YOUR TASK
Among the entries below, find how many lines carry the word "Debug" and state only that figure.

Top of MATERIAL TO PROCESS

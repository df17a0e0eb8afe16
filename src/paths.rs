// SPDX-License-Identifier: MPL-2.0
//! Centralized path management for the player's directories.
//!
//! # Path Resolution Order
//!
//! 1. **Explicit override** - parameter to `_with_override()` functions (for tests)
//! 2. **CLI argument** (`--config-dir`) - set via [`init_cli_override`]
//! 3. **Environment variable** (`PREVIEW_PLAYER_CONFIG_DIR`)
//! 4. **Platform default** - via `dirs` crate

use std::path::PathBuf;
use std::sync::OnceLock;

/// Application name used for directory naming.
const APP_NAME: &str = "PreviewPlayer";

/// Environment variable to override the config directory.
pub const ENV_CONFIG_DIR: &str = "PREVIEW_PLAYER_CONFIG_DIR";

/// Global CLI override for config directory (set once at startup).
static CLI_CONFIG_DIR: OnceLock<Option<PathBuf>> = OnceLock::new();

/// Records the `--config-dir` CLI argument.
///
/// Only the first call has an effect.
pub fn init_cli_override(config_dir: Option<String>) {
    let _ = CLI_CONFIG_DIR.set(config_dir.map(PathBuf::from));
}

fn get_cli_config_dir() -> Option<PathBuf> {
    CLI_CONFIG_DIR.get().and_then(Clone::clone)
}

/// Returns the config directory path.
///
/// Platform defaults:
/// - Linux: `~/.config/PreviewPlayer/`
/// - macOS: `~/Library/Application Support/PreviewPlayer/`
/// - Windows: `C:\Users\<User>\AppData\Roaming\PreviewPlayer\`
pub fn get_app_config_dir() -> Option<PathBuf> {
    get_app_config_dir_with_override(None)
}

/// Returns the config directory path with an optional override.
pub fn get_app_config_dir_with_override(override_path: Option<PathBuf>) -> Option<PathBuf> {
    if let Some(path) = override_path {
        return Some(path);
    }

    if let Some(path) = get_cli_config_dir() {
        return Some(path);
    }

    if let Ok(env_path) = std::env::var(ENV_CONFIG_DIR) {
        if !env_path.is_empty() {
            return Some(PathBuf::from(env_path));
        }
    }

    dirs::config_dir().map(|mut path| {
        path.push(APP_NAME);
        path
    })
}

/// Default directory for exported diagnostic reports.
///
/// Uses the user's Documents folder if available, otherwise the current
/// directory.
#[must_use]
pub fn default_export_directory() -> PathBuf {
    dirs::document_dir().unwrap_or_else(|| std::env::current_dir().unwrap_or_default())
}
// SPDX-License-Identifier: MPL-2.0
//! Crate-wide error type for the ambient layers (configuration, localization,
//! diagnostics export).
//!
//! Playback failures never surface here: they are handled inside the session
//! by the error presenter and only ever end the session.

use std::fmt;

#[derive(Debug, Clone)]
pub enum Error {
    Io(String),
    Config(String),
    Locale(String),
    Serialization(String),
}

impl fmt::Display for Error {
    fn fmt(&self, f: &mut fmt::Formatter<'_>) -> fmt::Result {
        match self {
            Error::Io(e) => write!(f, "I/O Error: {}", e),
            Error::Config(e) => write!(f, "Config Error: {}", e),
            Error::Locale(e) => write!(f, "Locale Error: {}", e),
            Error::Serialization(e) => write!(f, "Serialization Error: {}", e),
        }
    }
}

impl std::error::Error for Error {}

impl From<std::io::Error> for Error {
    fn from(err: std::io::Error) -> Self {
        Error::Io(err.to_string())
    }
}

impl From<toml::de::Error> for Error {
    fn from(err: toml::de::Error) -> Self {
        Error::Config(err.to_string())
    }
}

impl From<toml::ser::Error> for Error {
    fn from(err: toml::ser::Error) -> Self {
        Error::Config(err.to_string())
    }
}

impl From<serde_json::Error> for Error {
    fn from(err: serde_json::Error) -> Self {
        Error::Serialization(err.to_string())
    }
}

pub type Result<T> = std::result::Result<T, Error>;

Bottom of MATERIAL TO PROCESS
Top of MATERIAL TO PROCESS

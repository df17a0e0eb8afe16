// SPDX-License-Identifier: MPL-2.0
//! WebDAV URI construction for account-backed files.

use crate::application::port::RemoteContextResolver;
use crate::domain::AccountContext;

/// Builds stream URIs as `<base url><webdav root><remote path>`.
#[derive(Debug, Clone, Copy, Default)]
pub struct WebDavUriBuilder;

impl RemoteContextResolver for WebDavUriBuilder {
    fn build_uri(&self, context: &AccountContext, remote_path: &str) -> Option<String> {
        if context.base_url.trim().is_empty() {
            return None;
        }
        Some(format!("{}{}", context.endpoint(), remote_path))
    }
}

Bottom of MATERIAL TO PROCESS

RESULT FOR THIS TASK
2